WORK TO BE COMPLETED ::
At the line containing "or double-quoted attributes", begin repeating lines exactly, and stop only after the final line of the records below.

SOURCE DATA ::
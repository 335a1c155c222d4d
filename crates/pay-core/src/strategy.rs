//! # Payment Strategy Trait
//!
//! Strategy pattern trait for payment gateways. The HTTP layer only talks to
//! `PaymentStrategy`; the Alipay gateway is the implementation shipped in
//! `pay-alipay`.
//!
//! ```text
//! ┌─────────────────────────────────────────────────────────────┐
//! │                    PaymentStrategy (trait)                  │
//! │  ├── create_payment()                                       │
//! │  ├── verify_callback()                                      │
//! │  └── provider_name()                                        │
//! └─────────────────────────────────────────────────────────────┘
//!                            ▲
//!                    ┌───────┴───────┐
//!                    │ AlipayGateway │
//!                    └───────────────┘
//! ```

use crate::error::PaymentResult;
use crate::order::{PaymentOrder, TradeNotification};
use crate::params::ParameterSet;
use async_trait::async_trait;
use std::sync::Arc;

/// What the browser receives after a payment was initiated
#[derive(Debug, Clone, PartialEq, Eq)]
pub enum PaymentResponse {
    /// Textual gateway response relayed as-is (QR code flow).
    /// Holds a fixed failure message if the gateway call failed.
    GatewayResponse(String),

    /// Self-submitting HTML form that redirects to the gateway
    RedirectForm(String),
}

impl PaymentResponse {
    pub fn body(&self) -> &str {
        match self {
            PaymentResponse::GatewayResponse(body) => body,
            PaymentResponse::RedirectForm(html) => html,
        }
    }

    pub fn is_html(&self) -> bool {
        matches!(self, PaymentResponse::RedirectForm(_))
    }
}

/// Core trait for payment gateway implementations.
#[async_trait]
pub trait PaymentStrategy: Send + Sync {
    /// Sign and dispatch a payment request for `order`.
    ///
    /// # Returns
    /// The page content for the browser. Transport failures are folded into
    /// `PaymentResponse::GatewayResponse`; only signing and serialization
    /// failures are returned as errors.
    async fn create_payment(&self, order: &PaymentOrder) -> PaymentResult<PaymentResponse>;

    /// Verify a callback's signature and parse it.
    ///
    /// # Returns
    /// The parsed notification if the signature is valid. A rejected callback
    /// yields `PaymentError::SignatureInvalid` and must cause no side effects.
    fn verify_callback(&self, params: &ParameterSet) -> PaymentResult<TradeNotification>;

    /// Get the provider name (for logging).
    fn provider_name(&self) -> &'static str;
}

/// Type alias for a boxed payment strategy (dynamic dispatch)
pub type BoxedPaymentStrategy = Arc<dyn PaymentStrategy>;
//! # Gateway Requests
//!
//! Builds, signs and serializes "create payment" calls.
//!
//! A request goes through BUILD → SIGN → SERIALIZE exactly once. The business
//! payload is JSON-encoded into the `biz_content` field of the outer envelope,
//! the envelope is signed, and the result is either POSTed to the gateway
//! (QR flow) or rendered as an auto-submitting HTML form (mobile flow).

use crate::config::AlipayConfig;
use crate::sign::{self, SIGN_FIELD};
use chrono::{Local, NaiveDateTime};
use pay_core::{ParameterSet, PaymentError, PaymentOrder, PaymentResult};
use reqwest::Client;
use rsa::pkcs1v15::SigningKey;
use serde::Serialize;
use sha2::Sha256;
use tracing::{debug, error, info, instrument};

/// Body relayed to the browser when the gateway call fails
pub const GATEWAY_REQUEST_FAILED: &str = "Gateway request failed";

/// Envelope timestamp layout (local time)
pub const TIMESTAMP_FORMAT: &str = "%Y-%m-%d %H:%M:%S";

const API_VERSION: &str = "1.0";
const RESPONSE_FORMAT: &str = "JSON";

/// Business payload carried in `biz_content`.
///
/// Fields are declared in alphabetical order so the JSON matches the
/// gateway's reference client byte for byte.
#[derive(Debug, Serialize)]
pub struct BizContent<'a> {
    pub out_trade_no: &'a str,
    pub product_code: &'static str,
    pub subject: &'a str,
    pub total_amount: String,
}

impl<'a> BizContent<'a> {
    pub fn from_order(order: &'a PaymentOrder) -> Self {
        Self {
            out_trade_no: &order.out_trade_no,
            product_code: order.method.product_code(),
            subject: &order.subject,
            total_amount: order.total_amount.to_string(),
        }
    }

    /// Compact JSON encoding
    pub fn to_json(&self) -> PaymentResult<String> {
        serde_json::to_string(self)
            .map_err(|e| PaymentError::Serialization(format!("biz_content: {}", e)))
    }
}

/// A signed envelope, ready to be sent once.
#[derive(Debug, Clone, PartialEq, Eq)]
pub struct SignedRequest {
    params: ParameterSet,
}

impl SignedRequest {
    pub fn params(&self) -> &ParameterSet {
        &self.params
    }

    pub fn signature(&self) -> &str {
        self.params.get(SIGN_FIELD).unwrap_or_default()
    }

    pub fn into_params(self) -> ParameterSet {
        self.params
    }
}

/// Assembles and signs the envelope for a `PaymentOrder`
pub struct GatewayRequestBuilder<'a> {
    config: &'a AlipayConfig,
    signing_key: &'a SigningKey<Sha256>,
}

impl<'a> GatewayRequestBuilder<'a> {
    pub fn new(config: &'a AlipayConfig, signing_key: &'a SigningKey<Sha256>) -> Self {
        Self {
            config,
            signing_key,
        }
    }

    /// Unsigned envelope for `order` at `timestamp`
    pub fn envelope(&self, order: &PaymentOrder, timestamp: NaiveDateTime) -> PaymentResult<ParameterSet> {
        let biz_content = BizContent::from_order(order).to_json()?;

        let mut params = ParameterSet::new()
            .with("app_id", self.config.app_id.as_str())
            .with("method", order.method.method_name())
            .with("format", RESPONSE_FORMAT)
            .with("charset", self.config.charset.as_str())
            .with("sign_type", self.config.sign_type.as_str())
            .with("timestamp", timestamp.format(TIMESTAMP_FORMAT).to_string())
            .with("version", API_VERSION)
            .with("notify_url", self.config.notify_url.as_str())
            .with("biz_content", biz_content);

        if let Some(ref return_url) = self.config.return_url {
            params.insert("return_url", return_url.as_str());
        }

        Ok(params)
    }

    /// Build and sign at an explicit timestamp
    pub fn build_at(&self, order: &PaymentOrder, timestamp: NaiveDateTime) -> PaymentResult<SignedRequest> {
        let mut params = self.envelope(order, timestamp)?;
        let signature = sign::sign(&params, self.signing_key)?;
        params.insert(SIGN_FIELD, signature);

        debug!(
            "Signed {} request for order {}",
            order.method.method_name(),
            order.out_trade_no
        );

        Ok(SignedRequest { params })
    }

    /// Build and sign at the current local time
    pub fn build(&self, order: &PaymentOrder) -> PaymentResult<SignedRequest> {
        self.build_at(order, Local::now().naive_local())
    }
}

/// POST the request as a url-encoded form and return the response body.
///
/// Non-2xx statuses are reported as `PaymentError::Transport`.
pub async fn post_form(client: &Client, endpoint: &str, request: SignedRequest) -> PaymentResult<String> {
    let response = client
        .post(endpoint)
        .form(request.params())
        .send()
        .await
        .map_err(|e| PaymentError::Transport(e.to_string()))?;

    let status = response.status();
    let body = response
        .text()
        .await
        .map_err(|e| PaymentError::Transport(e.to_string()))?;

    if !status.is_success() {
        return Err(PaymentError::Transport(format!("HTTP {}: {}", status, body)));
    }

    Ok(body)
}

/// POST the request once. Failures are logged and replaced by
/// `GATEWAY_REQUEST_FAILED`; there is no retry.
#[instrument(skip(client, request))]
pub async fn post(client: &Client, endpoint: &str, request: SignedRequest) -> String {
    match post_form(client, endpoint, request).await {
        Ok(body) => {
            info!("Gateway responded: {} bytes", body.len());
            body
        }
        Err(e) => {
            error!("Gateway request failed: {}", e);
            GATEWAY_REQUEST_FAILED.to_string()
        }
    }
}

/// Render the request as a self-submitting HTML form
pub fn render_form(endpoint: &str, request: SignedRequest) -> String {
    let mut html = String::from("<!DOCTYPE html><html><head><meta charset='utf-8'></head><body>");
    html.push_str("Redirecting to the payment page...");
    html.push_str(&format!(
        "<form id='alipaysubmit' name='alipaysubmit' action='{}' method='POST'>",
        escape_html(endpoint)
    ));
    for (name, value) in request.params().iter() {
        html.push_str(&format!(
            "<input type='hidden' name='{}' value='{}'/>",
            escape_html(name),
            escape_html(value)
        ));
    }
    html.push_str("<input type='submit' value='ok' style='display:none;'></form>");
    html.push_str("<script>document.forms['alipaysubmit'].submit();</script>");
    html.push_str("</body></html>");
    html
}

/// Escape text for use in HTML content and single- or double-quoted attributes
pub fn escape_html(value: &str) -> String {
    let mut escaped = String::with_capacity(value.len());
    for c in value.chars() {
        match c {
            '&' => escaped.push_str("&amp;"),
            '<' => escaped.push_str("&lt;"),
            '>' => escaped.push_str("&gt;"),
            '"' => escaped.push_str("&quot;"),
            '\'' => escaped.push_str("&#39;"),
            _ => escaped.push(c),
        }
    }
    escaped
}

SOLUTION FOR THIS TASK ::
/// Escape text for use in HTML content and single- or double-quoted attributes
pub fn escape_html(value: &str) -> String {
    let mut escaped = String::with_capacity(value.len());
    for c in value.chars() {
        match c {
            '&' => escaped.push_str("&amp;"),
            '<' => escaped.push_str("&lt;"),
            '>' => escaped.push_str("&gt;"),
            '"' => escaped.push_str("&quot;"),
            '\'' => escaped.push_str("&#39;"),
            _ => escaped.push(c),
        }
    }
    escaped
}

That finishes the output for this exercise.